= Philip H. Sechzer =

Philip H. Sechzer (September 13, 1914 – September 26, 2004) was a pioneer in anesthesiology and pain management. He was the inventor of patient-controlled analgesia (PCA), now commonly used post-operatively. Sechzer graduated from New York's Stuyvesant High School in 1930, and received his medical degree from New York University in 1938.

The son of Jewish immigrants, Sechzer grew up in the hardscrabble Lower East Side of the 1920s. He and his mother lived in a tenement on Ludlow Street, after his father died of a stroke when Sechzer was only 7. He was a Major in the US Army Air Forces Medical Corps during World War II. While his wish was to be a flight surgeon, he spent the war stationed at Randolph Air Force Base in
San Antonio, Texas. There, he administered to the most acute cases returning stateside, from battle.

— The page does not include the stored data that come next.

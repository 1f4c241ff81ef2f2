// Route exports
pub mod restaurants;

use actix_web::{error, http::StatusCode, web, HttpResponse};
use crate::models::ErrorResponse;

pub use restaurants::AppState;

pub fn configure_routes(cfg: &mut web::ServiceConfig) {
    cfg.service(
        web::scope("/api/v1")
            .configure(restaurants::configure),
    );
}

/// JSON error returned for payloads that fail to deserialize
#[derive(Debug)]
pub struct JsonError(ErrorResponse);

impl std::fmt::Display for JsonError {
    fn fmt(&self, f: &mut std::fmt::Formatter<'_>) -> std::fmt::Result {
        write!(f, "{}: {}", self.0.error, self.0.message)
    }
}

impl std::error::Error for JsonError {}

impl error::ResponseError for JsonError {
    fn status_code(&self) -> StatusCode {
        StatusCode::from_u16(self.0.status_code).unwrap_or(StatusCode::BAD_REQUEST)
    }

    fn error_response(&self) -> HttpResponse {
        HttpResponse::build(self.status_code()).json(&self.0)
    }
}

/// Handle JSON payload errors
pub fn handle_json_payload_error(err: error::JsonPayloadError, req: &actix_web::HttpRequest) -> actix_web::Error {
    tracing::info!("JSON payload error on {}: {}", req.path(), err);
    JsonError(ErrorResponse {
        error: "invalid_json".to_string(),
        message: format!("Invalid JSON: {}", err),
        status_code: 400,
    })
    .into()
}

/// Handle query payload errors
pub fn handle_query_payload_error(err: error::QueryPayloadError, _req: &actix_web::HttpRequest) -> actix_web::Error {
    JsonError(ErrorResponse {
        error: "invalid_query".to_string(),
        message: format!("Invalid query: {}", err),
        status_code: 400,
    })
    .into()
}
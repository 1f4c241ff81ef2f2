use crate::models::{GeoBound, Restaurant, StarFilterRange};
use crate::core::{
    dedupe::dedupe,
    filters::{in_bounds, in_range},
    rating::average_rating,
};

/// Result of the selection pipeline
#[derive(Debug)]
pub struct SelectionResult<'a> {
    pub restaurants: Vec<&'a Restaurant>,
    pub total_candidates: usize,
    pub duplicates_dropped: usize,
}

/// Select the restaurants visible in `bound` whose aggregate rating is in `range`
///
/// Stable filter: relative order of the input is preserved.
pub fn select<'a>(
    restaurants: &'a [Restaurant],
    bound: &GeoBound,
    range: &StarFilterRange,
) -> Vec<&'a Restaurant> {
    restaurants
        .iter()
        // Stage 1: viewport containment
        .filter(|restaurant| in_bounds(&restaurant.position, bound))
        // Stage 2: star range on the aggregate rating
        .filter(|restaurant| in_range(average_rating(&restaurant.ratings), range))
        .collect()
}

/// Run the full pipeline shown to the user: select, then dedupe by address
pub fn select_visible<'a>(
    restaurants: &'a [Restaurant],
    bound: &GeoBound,
    range: &StarFilterRange,
) -> SelectionResult<'a> {
    let selected = select(restaurants, bound, range);
    let selected_count = selected.len();

    // Stage 3: address deduplication
    let deduped = dedupe(selected);

    SelectionResult {
        duplicates_dropped: selected_count - deduped.len(),
        restaurants: deduped,
        total_candidates: restaurants.len(),
    }
}
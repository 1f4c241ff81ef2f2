use std::collections::HashSet;
use crate::models::Restaurant;

/// Remove restaurants sharing an address, keeping the first occurrence
///
/// Order is preserved. Distinct restaurants that happen to share a
/// street address are merged into the first one.
pub fn dedupe<'a, I>(restaurants: I) -> Vec<&'a Restaurant>
where
    I: IntoIterator<Item = &'a Restaurant>,
{
    let mut seen: HashSet<&'a str> = HashSet::new();

    restaurants
        .into_iter()
        .filter(|&restaurant| seen.insert(restaurant.address.as_str()))
        .collect()
}
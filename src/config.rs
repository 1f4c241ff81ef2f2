use config::{Config, ConfigError, Environment, File};
use serde::Deserialize;
use std::path::Path;
use crate::models::StarFilterRange;

/// Application configuration
#[derive(Debug, Clone, Deserialize)]
pub struct Settings {
    #[serde(default)]
    pub server: ServerSettings,
    #[serde(default)]
    pub store: StoreSettings,
    #[serde(default)]
    pub filter: FilterSettings,
    #[serde(default)]
    pub places: PlacesSettings,
    #[serde(default)]
    pub logging: LoggingSettings,
}

#[derive(Debug, Clone, Deserialize)]
pub struct ServerSettings {
    #[serde(default = "default_host")]
    pub host: String,
    #[serde(default = "default_port")]
    pub port: u16,
    pub workers: Option<usize>,
}

impl Default for ServerSettings {
    fn default() -> Self {
        Self {
            host: default_host(),
            port: default_port(),
            workers: None,
        }
    }
}

fn default_host() -> String { "127.0.0.1".to_string() }
fn default_port() -> u16 { 8080 }

#[derive(Debug, Clone, Deserialize)]
pub struct StoreSettings {
    #[serde(default = "default_seed_path")]
    pub seed_path: String,
}

impl Default for StoreSettings {
    fn default() -> Self {
        Self {
            seed_path: default_seed_path(),
        }
    }
}

fn default_seed_path() -> String { "data/restaurants.json".to_string() }

/// Initial star filter of a new session
#[derive(Debug, Clone, Deserialize)]
pub struct FilterSettings {
    #[serde(default = "default_min_stars")]
    pub min_stars: f64,
    #[serde(default = "default_max_stars")]
    pub max_stars: f64,
}

impl Default for FilterSettings {
    fn default() -> Self {
        Self {
            min_stars: default_min_stars(),
            max_stars: default_max_stars(),
        }
    }
}

impl FilterSettings {
    pub fn star_range(&self) -> StarFilterRange {
        StarFilterRange::new(self.min_stars, self.max_stars)
    }
}

fn default_min_stars() -> f64 { 0.0 }
fn default_max_stars() -> f64 { 5.0 }

/// Nearby search and geocoding provider
///
/// Lookups are disabled when no API key is configured.
#[derive(Debug, Clone, Deserialize)]
pub struct PlacesSettings {
    #[serde(default = "default_places_endpoint")]
    pub endpoint: String,
    pub api_key: Option<String>,
    #[serde(default = "default_places_timeout")]
    pub timeout_secs: u64,
    #[serde(default = "default_max_radius")]
    pub max_radius_m: f64,
    pub language: Option<String>,
}

impl Default for PlacesSettings {
    fn default() -> Self {
        Self {
            endpoint: default_places_endpoint(),
            api_key: None,
            timeout_secs: default_places_timeout(),
            max_radius_m: default_max_radius(),
            language: None,
        }
    }
}

fn default_places_endpoint() -> String { "https://maps.googleapis.com/maps/api".to_string() }
fn default_places_timeout() -> u64 { 10 }
fn default_max_radius() -> f64 { 5_000.0 }

#[derive(Debug, Clone, Deserialize)]
pub struct LoggingSettings {
    #[serde(default = "default_log_level")]
    pub level: String,
    #[serde(default = "default_log_format")]
    pub format: String,
}

impl Default for LoggingSettings {
    fn default() -> Self {
        Self {
            level: default_log_level(),
            format: default_log_format(),
        }
    }
}

fn default_log_level() -> String { "info".to_string() }
fn default_log_format() -> String { "json".to_string() }

impl Settings {
    /// Load configuration from file and environment variables
    ///
    /// Configuration is loaded in the following order (later overrides earlier):
    /// 1. Default values in the struct
    /// 2. Configuration file (config/default.toml)
    /// 3. Local overrides (config/local.toml)
    /// 4. Environment variables (prefixed with RESTO_)
    pub fn load() -> Result<Self, ConfigError> {
        let mut settings = Config::builder()
            .add_source(File::with_name("config/default").required(false))
            .add_source(File::with_name("config/local").required(false))
            // e.g., RESTO__SERVER__PORT -> server.port
            .add_source(
                Environment::with_prefix("RESTO")
                    .prefix_separator("__")
                    .separator("__")
                    .try_parsing(true),
            )
            .build()?;

        settings = substitute_env_vars(settings)?;

        settings.try_deserialize()
    }

    /// Load configuration from a custom path
    pub fn load_from<P: AsRef<Path>>(path: P) -> Result<Self, ConfigError> {
        let settings = Config::builder()
            .add_source(File::from(path.as_ref()))
            .add_source(
                Environment::with_prefix("RESTO")
                    .prefix_separator("__")
                    .separator("__")
                    .try_parsing(true),
            )
            .build()?;

        settings.try_deserialize()
    }
}

/// Pick up the provider key from the conventional variable when the
/// prefixed one is not set
fn substitute_env_vars(settings: Config) -> Result<Config, ConfigError> {
    use std::env;

    if env::var("RESTO__PLACES__API_KEY").is_ok() {
        return Ok(settings);
    }

    match env::var("GOOGLE_MAPS_API_KEY") {
        Ok(api_key) if !api_key.is_empty() => Config::builder()
            .add_source(settings)
            .set_override("places.api_key", api_key)?
            .build(),
        _ => Ok(settings),
    }
}
//! Resto Map - restaurant selection service for an interactive map page
//!
//! This library decides which restaurants the map shows: viewport
//! containment, star-range filtering on the aggregate rating, and address
//! deduplication over an in-memory, append-only store.

pub mod config;
pub mod core;
pub mod models;
pub mod routes;
pub mod services;

// Re-export commonly used types
pub use crate::core::{average_rating, dedupe, in_bounds, in_range, select, slugify, MapEvent, MapSession, RestaurantStore};
pub use crate::models::{GeoBound, NewRating, NewRestaurant, Position, Rating, Restaurant, StarFilterRange};
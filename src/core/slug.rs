/// Number of characters of the display name kept in a slug
pub const SLUG_PREFIX_CHARS: usize = 10;

/// Derive a DOM-safe identifier from a restaurant name
///
/// Keeps the first 10 characters, lower-cases them, then substitutes
/// punctuation and common French accents. Two names sharing the same
/// prefix produce the same slug.
pub fn slugify(name: &str) -> String {
    let prefix: String = name.chars().take(SLUG_PREFIX_CHARS).collect();
    let prefix = prefix.replace("...", "").to_lowercase();

    let mut slug = String::with_capacity(prefix.len());
    for c in prefix.chars() {
        match c {
            ' ' | '\'' => slug.push('-'),
            ',' | ':' | '"' | '(' | ')' => {}
            '&' => slug.push_str("et"),
            'à' => slug.push('a'),
            'é' => slug.push('e'),
            'ù' => slug.push('u'),
            'ê' | 'â' | 'ô' | 'û' | 'î' => {}
            other => slug.push(other),
        }
    }

    slug
}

Trained in general surgery, Sechzer was fascinated by the study of pain itself and worked to advance anesthesiology. After the war, he was director of anesthesiology at Fordham Hospital from 1947 to 1955. From 1955 to 1963 he taught at the University of Pennsylvania's School of Medicine. From 1964 to 1966 he practiced at Baylor University as part of Michael DeBakey's intra-operative team, publishing much and helping to develop the heart and lung bypass machine.

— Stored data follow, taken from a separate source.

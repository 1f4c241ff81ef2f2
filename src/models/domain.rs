use geo::{Coord, Rect};
use serde::{Deserialize, Serialize};
use validator::Validate;

/// Geographic coordinate in degrees
#[derive(Debug, Clone, Copy, PartialEq, Serialize, Deserialize)]
pub struct Position {
    pub lat: f64,
    pub lng: f64,
}

impl Position {
    pub fn new(lat: f64, lng: f64) -> Self {
        Self { lat, lng }
    }
}

/// A single star rating with its comment.
///
/// Ratings are only ever appended to a restaurant, never edited.
#[derive(Debug, Clone, PartialEq, Eq, Serialize, Deserialize)]
pub struct Rating {
    pub stars: u8,
    pub comment: String,
}

/// Restaurant record as held by the store
#[derive(Debug, Clone, PartialEq, Serialize, Deserialize)]
pub struct Restaurant {
    pub name: String,
    pub address: String,
    pub position: Position,
    #[serde(default)]
    pub ratings: Vec<Rating>,
}

/// Rectangular viewport, inclusive on every edge
#[derive(Debug, Clone, Copy, PartialEq, Serialize, Deserialize)]
pub struct GeoBound {
    pub southwest: Position,
    pub northeast: Position,
}

impl GeoBound {
    pub fn new(southwest: Position, northeast: Position) -> Self {
        Self { southwest, northeast }
    }

    pub fn south(&self) -> f64 {
        self.southwest.lat
    }

    pub fn north(&self) -> f64 {
        self.northeast.lat
    }

    pub fn west(&self) -> f64 {
        self.southwest.lng
    }

    pub fn east(&self) -> f64 {
        self.northeast.lng
    }

    /// Planar rectangle with x = longitude, y = latitude
    pub fn to_rect(&self) -> Rect<f64> {
        Rect::new(
            Coord { x: self.west(), y: self.south() },
            Coord { x: self.east(), y: self.north() },
        )
    }

    pub fn center(&self) -> Position {
        let center = self.to_rect().center();
        Position::new(center.y, center.x)
    }
}

/// Inclusive star range used to filter aggregate ratings.
///
/// No ordering is enforced between `min` and `max`; an inverted range
/// simply selects nothing.
#[derive(Debug, Clone, Copy, PartialEq, Serialize, Deserialize)]
pub struct StarFilterRange {
    pub min: f64,
    pub max: f64,
}

impl StarFilterRange {
    pub fn new(min: f64, max: f64) -> Self {
        Self { min, max }
    }
}

impl Default for StarFilterRange {
    fn default() -> Self {
        Self { min: 0.0, max: 5.0 }
    }
}

/// Rating as submitted by a user, before it is accepted into the store
#[derive(Debug, Clone, Serialize, Deserialize, Validate)]
pub struct NewRating {
    #[validate(range(min = 1, max = 5))]
    pub stars: i64,
    #[validate(length(min = 1))]
    pub comment: String,
}

impl NewRating {
    pub fn new(stars: i64, comment: impl Into<String>) -> Self {
        Self {
            stars,
            comment: comment.into(),
        }
    }

    /// Trim surrounding whitespace so a blank comment fails validation
    pub fn normalized(self) -> Self {
        Self {
            stars: self.stars,
            comment: self.comment.trim().to_string(),
        }
    }

    /// Convert into a stored rating. Only meaningful once validated.
    pub(crate) fn into_rating(self) -> Rating {
        Rating {
            stars: self.stars.clamp(0, 5) as u8,
            comment: self.comment,
        }
    }
}

/// Restaurant added by hand from the map page
#[derive(Debug, Clone, Serialize, Deserialize, Validate)]
pub struct NewRestaurant {
    #[validate(length(min = 1))]
    pub name: String,
    #[validate(length(min = 1))]
    pub address: String,
    #[validate(range(min = -90.0, max = 90.0))]
    pub lat: f64,
    #[validate(range(min = -180.0, max = 180.0))]
    pub lng: f64,
    #[serde(default)]
    #[validate(nested)]
    pub ratings: Vec<NewRating>,
}

impl NewRestaurant {
    pub fn normalized(self) -> Self {
        Self {
            name: self.name.trim().to_string(),
            address: self.address.trim().to_string(),
            lat: self.lat,
            lng: self.lng,
            ratings: self.ratings.into_iter().map(NewRating::normalized).collect(),
        }
    }
}

/// Place returned by the external nearby search
#[derive(Debug, Clone, PartialEq, Serialize, Deserialize)]
pub struct Place {
    pub name: String,
    pub address: String,
    pub position: Position,
    #[serde(default)]
    pub reviews: Vec<PlaceReview>,
}

#[derive(Debug, Clone, PartialEq, Serialize, Deserialize)]
pub struct PlaceReview {
    pub rating: i64,
    #[serde(default)]
    pub text: String,
}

By the 1970s, he had established the pain treatment center at Maimonides Medical Center in New York, furthering anesthesiology as a standalone specialty.
He worked to legitimize acupuncture into standard palliative practices, and in 1985 lectured in China. After his formal retirement in 1986, he continued to work as a medical consultant and publish almost to the end of his life. He was survived by his wife of 56 years, author and psychologist Jeri A. Sechzer (d. 2011), as well as their three children and eight grandchildren.

Sechzer was a regular customer at Economy Candy, a historic candy shoppe on Manhattan’s Lower East Side.

Sechzer is the grandfather of folksinger Mya Byrne.